I hadn’t known, for example, about Mabel Hubbard, the woman who would become Bell’s wife. I hadn’t known that she was deaf and that her childhood was entwined with the founding of the Clarke School. I didn’t know that her family didn’t want her to marry Bell but that he fought for her right to decide for herself. I hadn’t known that Bell’s mother was also deaf, and that she had resisted her son’s marriage to a deaf woman, fearing that they would have deaf children. But Bell shrugged her off, too. I hadn’t known that the telephone had sprung from his work with the deaf, or that it was, in his mind, a distraction from his larger mission: oralism. And when his telephone investors threatened to pull out because he was spending too much time teaching, he refused to back down. Deaf education, he insisted, was his life’s work. In the beginning, he didn’t sound like the eugenicist he would become.
I wanted to know what Bell’s contemporaries in the deaf world thought, and so I found an old library copy of Albert Ballin’s diatribe against oralism, The Deaf Mute Howls.
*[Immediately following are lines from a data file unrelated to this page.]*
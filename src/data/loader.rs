use std::io::Read;
use std::path::Path;

use anyhow::{Context, Result, bail};
use serde_json::Value as JsonValue;

use super::model::{CellValue, Dataset, Row};

// ---------------------------------------------------------------------------
// Public entry-point
// ---------------------------------------------------------------------------

/// Load a dataset from a file.  Dispatch by extension.
///
/// Supported formats:
/// * `.csv`  – header row defines column order, blank cells are missing
/// * `.json` – `[{ "col": value, ... }, ...]` (records orientation)
pub fn load_file(path: &Path) -> Result<Dataset> {
    let ext = path
        .extension()
        .and_then(|e| e.to_str())
        .unwrap_or("")
        .to_ascii_lowercase();

    let dataset = match ext.as_str() {
        "csv" | "txt" => {
            let file = std::fs::File::open(path).context("opening CSV file")?;
            parse_csv(file)?
        }
        "json" => {
            let text = std::fs::read_to_string(path).context("reading JSON file")?;
            parse_json(&text)?
        }
        other => bail!("Unsupported file extension: .{other}"),
    };

    log::info!(
        "Loaded {} rows with columns {:?} from {}",
        dataset.len(),
        dataset.columns,
        path.display()
    );
    Ok(dataset)
}

// ---------------------------------------------------------------------------
// CSV loader
// ---------------------------------------------------------------------------

/// Parse CSV from any reader.
///
/// Rows shorter than the header leave their trailing columns absent; extra
/// trailing fields beyond the header are ignored. Each field is coerced with
/// [`CellValue::coerce`].
pub fn parse_csv<R: Read>(reader: R) -> Result<Dataset> {
    let mut reader = csv::ReaderBuilder::new()
        .flexible(true)
        .trim(csv::Trim::Headers)
        .from_reader(reader);

    let headers: Vec<String> = reader
        .headers()
        .context("reading CSV headers")?
        .iter()
        .map(|h| h.to_string())
        .collect();

    let mut rows = Vec::new();
    let mut ragged = 0usize;

    for (row_no, result) in reader.records().enumerate() {
        let record = result.with_context(|| format!("CSV row {row_no}"))?;
        if record.len() != headers.len() {
            ragged += 1;
        }

        let mut row = Row::new();
        for (col_name, value) in headers.iter().zip(record.iter()) {
            let cell = CellValue::coerce(value);
            if cell != CellValue::Missing {
                row.insert(col_name.clone(), cell);
            }
        }
        rows.push(row);
    }

    if ragged > 0 {
        log::warn!("{ragged} CSV rows did not match the header width");
    }

    Dataset::new(headers, rows).context("building dataset from CSV")
}

/// Convenience wrapper over [`parse_csv`] for in-memory text.
pub fn parse_csv_str(text: &str) -> Result<Dataset> {
    parse_csv(text.as_bytes())
}

// ---------------------------------------------------------------------------
// JSON loader
// ---------------------------------------------------------------------------

/// Expected JSON schema (records-oriented):
///
/// ```json
/// [
///   { "region": "north", "sales": 120.5 },
///   { "region": "south", "sales": null }
/// ]
/// ```
///
/// Column order is the first-seen key order across records.
pub fn parse_json(text: &str) -> Result<Dataset> {
    let root: JsonValue = serde_json::from_str(text).context("parsing JSON")?;

    let records = root.as_array().context("Expected top-level JSON array")?;

    let mut parsed = Vec::with_capacity(records.len());
    for (i, rec) in records.iter().enumerate() {
        let obj = rec
            .as_object()
            .with_context(|| format!("Row {i} is not a JSON object"))?;

        let cells: Vec<(String, CellValue)> = obj
            .iter()
            .map(|(key, val)| (key.clone(), json_to_cell(val)))
            .collect();
        parsed.push(cells);
    }

    Ok(Dataset::from_records(parsed))
}

fn json_to_cell(val: &JsonValue) -> CellValue {
    match val {
        JsonValue::Null => CellValue::Missing,
        JsonValue::Number(n) => match n.as_f64() {
            Some(f) if f.is_finite() => CellValue::Number(f),
            _ => CellValue::Text(n.to_string()),
        },
        JsonValue::String(s) if s.is_empty() => CellValue::Missing,
        JsonValue::String(s) => CellValue::Text(s.clone()),
        JsonValue::Bool(b) => CellValue::Text(b.to_string()),
        other => CellValue::Text(other.to_string()),
    }
}
//! Chart layer: the shared series shape plus per-kind aggregations.
//!
//! Every renderer (bar, line, pie, histogram, boxplot, heatmap, scatter)
//! consumes a [`ChartSeries`]; kinds that need richer structure
//! (histogram bins, boxplot quartiles, scatter points) expose it alongside.

use serde::{Deserialize, Serialize};

use crate::color;

pub mod aggregate;

/// The chart kinds the engine prepares data for.
#[derive(Debug, Clone, Copy, PartialEq, Eq, Hash, Serialize, Deserialize)]
#[serde(rename_all = "lowercase")]
pub enum ChartKind {
    Bar,
    Line,
    Pie,
    Histogram,
    Boxplot,
    Heatmap,
    Scatter,
}

impl ChartKind {
    pub fn title(self) -> &'static str {
        match self {
            ChartKind::Bar => "Bar Chart",
            ChartKind::Line => "Line Chart",
            ChartKind::Pie => "Pie Chart",
            ChartKind::Histogram => "Histogram",
            ChartKind::Boxplot => "Box Plot",
            ChartKind::Heatmap => "Heatmap",
            ChartKind::Scatter => "Scatter Plot",
        }
    }
}

/// Parallel label/value sequences plus a legend label.
#[derive(Debug, Clone, Default, PartialEq, Serialize)]
pub struct ChartSeries {
    pub labels: Vec<String>,
    pub values: Vec<f64>,
    pub dataset_label: String,
    /// One colour per point (pie, heatmap) or a single series colour.
    pub colors: Vec<String>,
}

impl ChartSeries {
    pub fn new(dataset_label: impl Into<String>) -> Self {
        Self {
            dataset_label: dataset_label.into(),
            ..Self::default()
        }
    }

    pub fn push(&mut self, label: impl Into<String>, value: f64) {
        self.labels.push(label.into());
        self.values.push(value);
    }

    pub fn len(&self) -> usize {
        self.labels.len()
    }

    pub fn is_empty(&self) -> bool {
        self.labels.is_empty()
    }

    /// Single primary colour for the whole series.
    pub fn with_primary_color(mut self) -> Self {
        self.colors = vec![color::PRIMARY.to_string()];
        self
    }

    /// Truncate each label to `max` characters (with `"..."`).
    pub fn truncate_labels(&mut self, max: usize) {
        for label in &mut self.labels {
            *label = crate::format::truncate_label(label, max);
        }
    }
}

#[cfg(test)]
mod tests {
    use super::*;

    #[test]
    fn push_keeps_labels_and_values_parallel() {
        let mut s = ChartSeries::new("sales");
        s.push("north", 1.0);
        s.push("south", 2.0);
        assert_eq!(s.len(), 2);
        assert_eq!(s.labels, vec!["north", "south"]);
        assert_eq!(s.values, vec![1.0, 2.0]);
        assert_eq!(s.dataset_label, "sales");
    }

    #[test]
    fn label_truncation() {
        let mut s = ChartSeries::new("x");
        s.push("a very long category name", 1.0);
        s.truncate_labels(6);
        assert_eq!(s.labels[0], "a very...");
    }
}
Its opening lines lodged deep inside of me: “Long, loud and cantankerous is the howl raised by the deaf-mute! It has to be if he wishes to be heard and listened to. He ought to keep it up incessantly until the wrongs inflicted on him will have been righted and done away with forever.” This made sense to me, but I was surprised later in the book, when Ballin described his friendship with Bell. He wrote that “there never existed a more gracious, more affable, more fun-loving or jollier fellow on this sorry old globe than Dr. Bell. His character was without blemish.… His love and sympathy for the deaf were boundless, and should never be questioned.”
But how could a deaf man with such revolutionary fire and pro–sign language allegiances be friends with Bell? There was something I didn’t understand, both about Bell and his tangle of ideas and influences. I began to realize that Bell—like the hospital staff, like the teachers of my grandmother’s childhood, like so many hearing people—probably set out wanting to help and to heal and to empower. This didn’t erase the harm he did, but it did raise a bigger question, a question with implications not only for Bell’s legacy but for so many of us: How does a man set out with such ferocity of love and work and end up using his place of power to advocate for ethnocide? He had good intentions, sure, but could “good intentions” really absolve him of the harm he wrought?
In order to answer these questions, and to understand how I—and hearing people everywhere—could avoid making the mistakes Bell made, I knew I would need to center my attention not on the telephone but on Bell’s own self-professed life’s mission—to teach the deaf to speak. Over the next fifteen years, I dug into everything I could find: Bell’s private letters and his wife’s diaries, nineteenth-century deaf newspapers and contemporary deaf studies journals, and archives ranging from the Clarke School Library to the Library of Congress to find out who Bell really was.
I did not expect to find a coming-of-age story, a romance, and a fall from grace along the way. I did not expect that I would grow strangely fond of Bell, nor that my anger at him could rage even deeper. I guess I never expected to understand him—not in any real way—or that in my quest to understand him, I would also learn painful truths about myself. His legacy, after all, has fundamentally shaped the way deafness is viewed in the hearing world, and I live in that world. I had set out wanting to burn Bell’s legacy to the ground, but to do that would be to turn away from him, to pretend there were no parts of him lingering in me. At some point I knew: what I really needed to do was to face him, the whole complicated tragedy of him.